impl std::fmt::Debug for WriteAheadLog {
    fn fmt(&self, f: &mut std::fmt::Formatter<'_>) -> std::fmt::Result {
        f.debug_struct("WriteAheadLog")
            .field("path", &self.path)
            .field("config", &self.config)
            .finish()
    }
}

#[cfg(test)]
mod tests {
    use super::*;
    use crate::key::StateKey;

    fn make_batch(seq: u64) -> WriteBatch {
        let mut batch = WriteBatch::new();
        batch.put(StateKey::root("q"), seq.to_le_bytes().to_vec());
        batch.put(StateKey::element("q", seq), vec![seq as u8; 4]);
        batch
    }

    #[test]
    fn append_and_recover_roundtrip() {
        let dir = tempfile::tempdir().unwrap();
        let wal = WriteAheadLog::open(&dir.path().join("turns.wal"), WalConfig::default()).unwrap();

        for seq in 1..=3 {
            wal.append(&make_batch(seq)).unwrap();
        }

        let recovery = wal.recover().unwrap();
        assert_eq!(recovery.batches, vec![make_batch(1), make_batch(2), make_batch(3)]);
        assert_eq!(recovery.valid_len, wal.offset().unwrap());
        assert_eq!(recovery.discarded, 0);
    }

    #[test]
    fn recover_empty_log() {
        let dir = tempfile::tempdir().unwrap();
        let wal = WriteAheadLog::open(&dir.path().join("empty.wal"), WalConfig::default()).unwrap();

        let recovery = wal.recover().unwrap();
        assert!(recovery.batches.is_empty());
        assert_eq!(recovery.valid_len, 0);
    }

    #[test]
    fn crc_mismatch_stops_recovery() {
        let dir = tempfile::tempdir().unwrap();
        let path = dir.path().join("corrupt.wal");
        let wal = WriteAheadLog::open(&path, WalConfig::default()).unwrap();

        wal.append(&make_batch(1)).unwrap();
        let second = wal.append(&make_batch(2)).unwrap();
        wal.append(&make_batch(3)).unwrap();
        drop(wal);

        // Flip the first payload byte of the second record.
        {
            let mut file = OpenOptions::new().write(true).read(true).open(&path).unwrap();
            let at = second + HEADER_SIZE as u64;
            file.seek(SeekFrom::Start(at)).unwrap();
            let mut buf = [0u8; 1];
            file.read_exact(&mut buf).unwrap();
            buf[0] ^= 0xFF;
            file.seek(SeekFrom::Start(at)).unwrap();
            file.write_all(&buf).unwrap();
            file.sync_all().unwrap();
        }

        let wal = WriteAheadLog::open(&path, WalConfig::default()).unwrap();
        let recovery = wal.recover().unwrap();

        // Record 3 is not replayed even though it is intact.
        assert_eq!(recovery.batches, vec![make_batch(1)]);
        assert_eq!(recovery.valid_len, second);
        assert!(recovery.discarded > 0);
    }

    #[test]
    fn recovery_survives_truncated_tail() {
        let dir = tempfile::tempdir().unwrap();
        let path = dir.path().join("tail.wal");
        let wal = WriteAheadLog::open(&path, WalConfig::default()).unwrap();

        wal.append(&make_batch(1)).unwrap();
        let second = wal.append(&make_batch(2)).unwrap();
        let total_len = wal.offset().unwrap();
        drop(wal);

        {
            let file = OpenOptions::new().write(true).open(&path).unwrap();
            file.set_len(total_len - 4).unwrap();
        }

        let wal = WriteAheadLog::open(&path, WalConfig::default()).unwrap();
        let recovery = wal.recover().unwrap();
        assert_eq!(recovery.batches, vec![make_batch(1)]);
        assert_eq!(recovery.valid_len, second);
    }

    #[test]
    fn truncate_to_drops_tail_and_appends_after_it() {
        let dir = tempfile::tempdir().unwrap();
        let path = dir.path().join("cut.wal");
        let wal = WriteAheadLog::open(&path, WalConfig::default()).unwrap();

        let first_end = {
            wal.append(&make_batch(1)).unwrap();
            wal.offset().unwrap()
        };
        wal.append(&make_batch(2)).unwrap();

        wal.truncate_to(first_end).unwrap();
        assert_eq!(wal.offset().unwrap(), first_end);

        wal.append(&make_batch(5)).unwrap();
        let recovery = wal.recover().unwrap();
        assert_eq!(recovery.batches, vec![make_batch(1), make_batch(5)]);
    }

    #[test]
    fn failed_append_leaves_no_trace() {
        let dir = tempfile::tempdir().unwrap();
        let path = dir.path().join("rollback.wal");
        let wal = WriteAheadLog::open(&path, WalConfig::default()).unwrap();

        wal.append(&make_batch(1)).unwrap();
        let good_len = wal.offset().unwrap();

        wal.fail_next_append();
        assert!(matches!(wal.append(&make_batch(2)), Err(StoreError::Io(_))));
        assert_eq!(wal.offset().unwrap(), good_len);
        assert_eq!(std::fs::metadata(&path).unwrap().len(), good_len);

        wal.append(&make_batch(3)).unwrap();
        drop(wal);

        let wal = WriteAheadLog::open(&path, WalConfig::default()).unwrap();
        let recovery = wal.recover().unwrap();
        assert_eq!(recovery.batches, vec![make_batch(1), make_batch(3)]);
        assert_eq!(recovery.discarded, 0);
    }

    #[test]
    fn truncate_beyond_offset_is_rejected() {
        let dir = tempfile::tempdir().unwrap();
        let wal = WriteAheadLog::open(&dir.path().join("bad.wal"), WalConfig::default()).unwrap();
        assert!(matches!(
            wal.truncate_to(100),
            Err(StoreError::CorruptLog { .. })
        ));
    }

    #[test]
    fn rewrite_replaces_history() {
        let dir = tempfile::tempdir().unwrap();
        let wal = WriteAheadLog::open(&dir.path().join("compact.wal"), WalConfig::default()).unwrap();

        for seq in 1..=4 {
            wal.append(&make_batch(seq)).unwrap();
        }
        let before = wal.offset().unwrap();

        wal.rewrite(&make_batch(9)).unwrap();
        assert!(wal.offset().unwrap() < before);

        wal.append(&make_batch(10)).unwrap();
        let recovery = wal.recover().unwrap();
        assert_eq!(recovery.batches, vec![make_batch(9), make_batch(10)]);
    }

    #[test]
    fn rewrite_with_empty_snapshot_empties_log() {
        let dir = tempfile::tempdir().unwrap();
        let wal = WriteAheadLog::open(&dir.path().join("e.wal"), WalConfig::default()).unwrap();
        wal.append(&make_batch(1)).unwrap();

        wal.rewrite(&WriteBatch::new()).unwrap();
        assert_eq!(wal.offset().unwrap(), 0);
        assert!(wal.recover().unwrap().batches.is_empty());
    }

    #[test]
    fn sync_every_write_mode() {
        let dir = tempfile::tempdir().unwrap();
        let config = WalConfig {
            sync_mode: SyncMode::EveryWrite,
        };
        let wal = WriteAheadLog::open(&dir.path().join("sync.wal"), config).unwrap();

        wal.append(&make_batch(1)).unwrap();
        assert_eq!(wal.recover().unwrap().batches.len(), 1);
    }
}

════════

Check each line above for the word "field" and copy the ones that have it.

            .field("path", &self.path)
            .field("config", &self.config)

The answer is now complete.